А тот случай с Харитоновским рисованием закончился так:
«когда я его рисовал до трех часов ночи и попросил раздеться догола, я не осмелился и ушел в рисование. И вот что же. Так еще несколько раз он ко мне приходил… Я лежал на диване, он сидел рядом и прислонился ко мне просто дружески… и говорит вообще-то меня лет в 14 немного тянуло на мужчин. Я притянул его к себе он засмеялся мы упали на диван. Он говорил! такие слова! Вся эта жизнь, которую я избегал упоминать, он всё это знал!.. А когда ты меня тогда рисовал, он сказал, мне просто невозможно хотелось! тебе отдаться!» (Харитонов 1993: 221–222).

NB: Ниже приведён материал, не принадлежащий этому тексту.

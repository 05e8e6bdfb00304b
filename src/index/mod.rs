pub mod extendible_hash_index;
pub mod index_key;

pub use extendible_hash_index::ExtendibleHashIndex;
pub use index_key::{hash_key, GenericKey, IndexKey};
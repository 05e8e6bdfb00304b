mod buffer_pool_manager;
mod frame_header;
mod lru_replacer;
mod page_guard;

pub use buffer_pool_manager::*;
pub use frame_header::*;
pub use lru_replacer::*;
pub use page_guard::*;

Так что, по-видимому, не так уж далеки от истины Уэствуд, Трипп, и др., считающие, что роль совращения в возникновении гомосексуальной ориентации, по крайней мере, сильно преувеличена.
Голландец Тео Сандфорт обследовал 25 мальчиков от 10 до 16 лет, связанных с педофилами. Почти все они оценивали свои отношения положительно: «славно», «счастливо» (Sandfort 1981; 1982; 1987). Известный сексолог Джон Мани обследовал два таких случая. Обе «жертвы» с ностальгией вспоминали своих соблазнителей. Один из соблазненных, Берт, говорил:
«Описать отношения? Сказочные… По мне, тут не было никакого вреда, физического или умственного… Фактически это лучшие отношения, которые я когда-либо имел с кем бы то ни было вне моей семьи.» (Money 1983).
О том же пишут Бернгард, Бронгерсма (Bernhard 1972; 1982; Brongers-ma 1986–1990).
Еще на рубеже веков А. Молль сформулировал вывод, который с тех пор повторяют многие сексологи: «Только того и можно обольстить, кто способен обольщаться» (цит. по Эллису 1910: 269–270). Правда, Харитонов считал, что обольщаться способны все. Я уже показал, что не все. А уж сохраняют тягу к этому соблазну и вовсе немногие. Те, кому это на роду написано.
Зевс был всемогущ, но у Лукиана он всё-таки уговаривает похищенного Ганимеда спать вместе. Соблазняет. От Ганимеда зависит, соблазнится ли он, пусть даже соблазняет сам Зевс.